[Opening Entries provided section]

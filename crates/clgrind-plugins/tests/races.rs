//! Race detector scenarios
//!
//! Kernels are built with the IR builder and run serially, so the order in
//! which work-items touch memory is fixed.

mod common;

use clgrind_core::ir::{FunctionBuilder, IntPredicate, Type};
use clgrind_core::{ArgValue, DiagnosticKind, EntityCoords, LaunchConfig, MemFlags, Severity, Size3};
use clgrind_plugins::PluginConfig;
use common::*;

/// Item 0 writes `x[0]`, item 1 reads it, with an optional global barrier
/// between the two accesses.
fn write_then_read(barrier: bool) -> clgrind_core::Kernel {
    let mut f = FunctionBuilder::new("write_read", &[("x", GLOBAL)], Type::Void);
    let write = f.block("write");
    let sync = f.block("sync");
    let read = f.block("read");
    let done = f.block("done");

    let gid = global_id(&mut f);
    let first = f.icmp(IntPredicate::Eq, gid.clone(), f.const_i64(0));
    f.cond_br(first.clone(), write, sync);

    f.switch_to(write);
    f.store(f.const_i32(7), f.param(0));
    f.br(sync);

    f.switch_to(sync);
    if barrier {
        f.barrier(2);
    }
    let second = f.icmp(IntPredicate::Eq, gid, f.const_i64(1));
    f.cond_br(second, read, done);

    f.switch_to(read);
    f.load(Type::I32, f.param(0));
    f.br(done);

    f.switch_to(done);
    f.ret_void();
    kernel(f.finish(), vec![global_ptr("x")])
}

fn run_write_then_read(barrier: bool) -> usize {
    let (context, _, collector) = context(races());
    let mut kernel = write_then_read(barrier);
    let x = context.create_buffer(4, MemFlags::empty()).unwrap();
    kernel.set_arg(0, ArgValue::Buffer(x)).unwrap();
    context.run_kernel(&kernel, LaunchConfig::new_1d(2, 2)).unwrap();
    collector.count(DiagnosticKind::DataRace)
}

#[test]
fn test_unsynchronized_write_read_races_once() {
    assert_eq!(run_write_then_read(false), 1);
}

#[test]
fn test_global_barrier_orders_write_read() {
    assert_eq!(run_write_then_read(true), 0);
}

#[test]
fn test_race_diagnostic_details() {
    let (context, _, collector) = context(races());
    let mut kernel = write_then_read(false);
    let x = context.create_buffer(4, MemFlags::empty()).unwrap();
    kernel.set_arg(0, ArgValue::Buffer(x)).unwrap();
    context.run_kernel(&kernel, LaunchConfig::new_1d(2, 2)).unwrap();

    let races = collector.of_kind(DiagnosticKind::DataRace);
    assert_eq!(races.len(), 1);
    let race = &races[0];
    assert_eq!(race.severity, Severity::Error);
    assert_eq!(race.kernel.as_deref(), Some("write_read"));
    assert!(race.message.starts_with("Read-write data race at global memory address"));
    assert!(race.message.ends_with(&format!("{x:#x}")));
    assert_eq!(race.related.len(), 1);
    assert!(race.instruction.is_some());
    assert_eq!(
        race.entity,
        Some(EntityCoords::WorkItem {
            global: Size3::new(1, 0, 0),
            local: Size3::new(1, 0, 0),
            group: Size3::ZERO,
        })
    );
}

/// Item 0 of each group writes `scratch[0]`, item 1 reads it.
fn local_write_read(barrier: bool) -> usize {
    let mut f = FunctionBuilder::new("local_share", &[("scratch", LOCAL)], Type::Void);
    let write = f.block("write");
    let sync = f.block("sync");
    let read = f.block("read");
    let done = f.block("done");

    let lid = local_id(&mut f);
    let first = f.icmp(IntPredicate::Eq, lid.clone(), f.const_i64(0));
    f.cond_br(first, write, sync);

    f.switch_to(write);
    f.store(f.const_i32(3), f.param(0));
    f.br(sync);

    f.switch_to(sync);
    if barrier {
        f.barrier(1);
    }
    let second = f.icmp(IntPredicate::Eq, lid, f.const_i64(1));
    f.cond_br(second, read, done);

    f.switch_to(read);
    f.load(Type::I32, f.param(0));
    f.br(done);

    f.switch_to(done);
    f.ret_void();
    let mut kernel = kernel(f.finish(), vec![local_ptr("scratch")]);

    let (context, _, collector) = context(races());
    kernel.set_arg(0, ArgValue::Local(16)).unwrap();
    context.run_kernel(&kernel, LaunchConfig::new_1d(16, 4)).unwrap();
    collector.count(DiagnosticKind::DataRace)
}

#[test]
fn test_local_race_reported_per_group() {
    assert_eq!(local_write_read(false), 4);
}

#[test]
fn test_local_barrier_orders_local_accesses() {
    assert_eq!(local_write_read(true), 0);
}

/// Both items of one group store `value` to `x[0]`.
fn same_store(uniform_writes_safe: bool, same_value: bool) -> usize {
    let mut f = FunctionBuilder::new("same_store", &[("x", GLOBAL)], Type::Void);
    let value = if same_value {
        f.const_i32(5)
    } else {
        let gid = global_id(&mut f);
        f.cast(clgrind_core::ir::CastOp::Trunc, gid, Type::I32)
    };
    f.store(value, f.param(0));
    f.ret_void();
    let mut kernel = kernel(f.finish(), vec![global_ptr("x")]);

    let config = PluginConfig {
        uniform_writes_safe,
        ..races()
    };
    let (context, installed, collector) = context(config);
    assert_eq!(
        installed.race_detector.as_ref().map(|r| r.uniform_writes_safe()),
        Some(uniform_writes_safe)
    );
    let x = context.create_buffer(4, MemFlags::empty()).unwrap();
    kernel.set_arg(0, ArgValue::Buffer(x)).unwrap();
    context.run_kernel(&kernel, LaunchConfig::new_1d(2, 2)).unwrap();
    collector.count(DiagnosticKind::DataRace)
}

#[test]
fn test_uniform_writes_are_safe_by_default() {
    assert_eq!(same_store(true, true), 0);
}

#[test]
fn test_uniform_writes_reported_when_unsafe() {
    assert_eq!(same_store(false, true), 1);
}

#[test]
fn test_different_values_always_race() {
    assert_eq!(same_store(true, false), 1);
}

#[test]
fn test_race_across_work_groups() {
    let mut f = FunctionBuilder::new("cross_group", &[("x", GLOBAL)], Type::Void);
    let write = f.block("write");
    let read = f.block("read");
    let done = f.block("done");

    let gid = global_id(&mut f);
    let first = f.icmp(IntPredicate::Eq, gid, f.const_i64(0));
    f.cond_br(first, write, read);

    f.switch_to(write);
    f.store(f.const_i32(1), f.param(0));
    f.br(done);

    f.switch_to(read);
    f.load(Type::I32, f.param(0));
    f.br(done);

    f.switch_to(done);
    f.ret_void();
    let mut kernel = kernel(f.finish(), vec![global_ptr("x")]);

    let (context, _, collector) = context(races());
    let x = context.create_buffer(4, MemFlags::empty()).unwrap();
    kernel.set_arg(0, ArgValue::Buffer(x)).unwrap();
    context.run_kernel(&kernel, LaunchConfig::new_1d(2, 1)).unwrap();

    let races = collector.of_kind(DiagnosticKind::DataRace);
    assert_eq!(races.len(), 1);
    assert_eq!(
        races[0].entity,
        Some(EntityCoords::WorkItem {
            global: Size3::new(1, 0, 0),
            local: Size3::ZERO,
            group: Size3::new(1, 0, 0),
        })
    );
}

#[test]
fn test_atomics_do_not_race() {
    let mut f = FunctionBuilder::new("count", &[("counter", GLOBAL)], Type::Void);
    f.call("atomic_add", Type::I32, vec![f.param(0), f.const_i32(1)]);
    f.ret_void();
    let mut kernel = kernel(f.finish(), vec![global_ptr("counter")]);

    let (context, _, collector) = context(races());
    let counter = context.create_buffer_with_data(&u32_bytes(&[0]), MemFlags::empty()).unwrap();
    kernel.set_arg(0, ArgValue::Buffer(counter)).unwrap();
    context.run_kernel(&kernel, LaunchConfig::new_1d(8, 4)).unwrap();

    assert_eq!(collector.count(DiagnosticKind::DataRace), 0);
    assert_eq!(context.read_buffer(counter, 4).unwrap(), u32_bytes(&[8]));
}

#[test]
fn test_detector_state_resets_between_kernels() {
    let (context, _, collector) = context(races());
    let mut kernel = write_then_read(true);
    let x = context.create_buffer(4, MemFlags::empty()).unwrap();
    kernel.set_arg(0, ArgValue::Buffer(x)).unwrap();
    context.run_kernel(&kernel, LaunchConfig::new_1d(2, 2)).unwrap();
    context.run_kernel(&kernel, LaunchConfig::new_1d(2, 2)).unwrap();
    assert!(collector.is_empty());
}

[Closing Entries provided section]
[Opening Entries provided section]

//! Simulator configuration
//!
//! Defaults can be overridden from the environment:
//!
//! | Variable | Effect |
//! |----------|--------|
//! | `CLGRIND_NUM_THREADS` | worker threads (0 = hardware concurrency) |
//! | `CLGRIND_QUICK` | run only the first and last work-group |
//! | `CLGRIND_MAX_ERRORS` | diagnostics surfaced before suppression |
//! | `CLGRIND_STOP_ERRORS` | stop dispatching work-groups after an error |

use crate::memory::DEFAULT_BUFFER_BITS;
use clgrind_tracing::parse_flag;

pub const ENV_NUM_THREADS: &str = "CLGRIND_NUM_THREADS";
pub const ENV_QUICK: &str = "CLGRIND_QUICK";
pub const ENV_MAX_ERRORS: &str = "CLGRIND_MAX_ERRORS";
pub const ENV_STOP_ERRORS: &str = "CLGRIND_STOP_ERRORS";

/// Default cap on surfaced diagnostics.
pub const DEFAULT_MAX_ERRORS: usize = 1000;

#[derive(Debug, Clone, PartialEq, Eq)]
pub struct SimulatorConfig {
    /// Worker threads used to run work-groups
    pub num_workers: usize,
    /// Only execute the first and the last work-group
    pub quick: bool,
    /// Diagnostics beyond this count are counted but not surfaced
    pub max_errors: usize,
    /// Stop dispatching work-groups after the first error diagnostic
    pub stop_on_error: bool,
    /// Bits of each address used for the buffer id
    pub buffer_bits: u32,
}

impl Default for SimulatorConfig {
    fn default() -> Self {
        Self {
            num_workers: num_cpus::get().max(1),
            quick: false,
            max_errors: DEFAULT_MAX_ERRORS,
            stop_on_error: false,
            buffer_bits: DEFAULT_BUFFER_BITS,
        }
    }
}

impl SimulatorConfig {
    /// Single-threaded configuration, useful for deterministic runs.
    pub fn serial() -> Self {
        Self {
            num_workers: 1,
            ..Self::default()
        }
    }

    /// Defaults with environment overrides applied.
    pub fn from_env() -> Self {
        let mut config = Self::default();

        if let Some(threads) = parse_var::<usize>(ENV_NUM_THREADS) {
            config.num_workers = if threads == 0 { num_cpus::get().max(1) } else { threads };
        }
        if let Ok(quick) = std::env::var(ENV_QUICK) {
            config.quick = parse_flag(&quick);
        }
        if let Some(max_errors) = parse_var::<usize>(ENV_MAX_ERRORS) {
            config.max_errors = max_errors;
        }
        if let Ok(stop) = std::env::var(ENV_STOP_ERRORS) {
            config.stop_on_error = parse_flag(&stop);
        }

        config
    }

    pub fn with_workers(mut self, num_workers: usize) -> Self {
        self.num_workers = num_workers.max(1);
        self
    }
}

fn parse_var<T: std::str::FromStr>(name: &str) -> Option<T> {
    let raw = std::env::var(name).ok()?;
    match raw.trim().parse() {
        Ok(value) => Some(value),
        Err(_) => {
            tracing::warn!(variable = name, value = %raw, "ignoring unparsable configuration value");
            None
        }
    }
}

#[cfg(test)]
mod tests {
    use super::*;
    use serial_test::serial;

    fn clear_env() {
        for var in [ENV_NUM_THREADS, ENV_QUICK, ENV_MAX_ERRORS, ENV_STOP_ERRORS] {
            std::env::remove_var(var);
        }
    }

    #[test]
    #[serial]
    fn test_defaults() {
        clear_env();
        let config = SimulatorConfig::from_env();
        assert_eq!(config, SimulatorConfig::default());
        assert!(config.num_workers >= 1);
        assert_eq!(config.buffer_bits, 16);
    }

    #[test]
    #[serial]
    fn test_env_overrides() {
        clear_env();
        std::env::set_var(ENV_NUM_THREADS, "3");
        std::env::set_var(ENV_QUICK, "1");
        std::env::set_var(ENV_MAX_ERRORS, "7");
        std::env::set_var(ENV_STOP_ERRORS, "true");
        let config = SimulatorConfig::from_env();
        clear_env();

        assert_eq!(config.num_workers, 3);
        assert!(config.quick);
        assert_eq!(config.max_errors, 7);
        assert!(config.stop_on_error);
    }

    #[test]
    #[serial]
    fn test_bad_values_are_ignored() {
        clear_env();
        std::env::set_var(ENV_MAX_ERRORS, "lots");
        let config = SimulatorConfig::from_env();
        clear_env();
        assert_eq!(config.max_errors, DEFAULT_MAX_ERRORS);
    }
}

[Closing Entries provided section]

_Your task_
Reproduce every line from the preceding data in which the word "each" can be found.

_Exercise answer_
/// Item 0 of each group writes `scratch[0]`, item 1 reads it.
    /// Bits of each address used for the buffer id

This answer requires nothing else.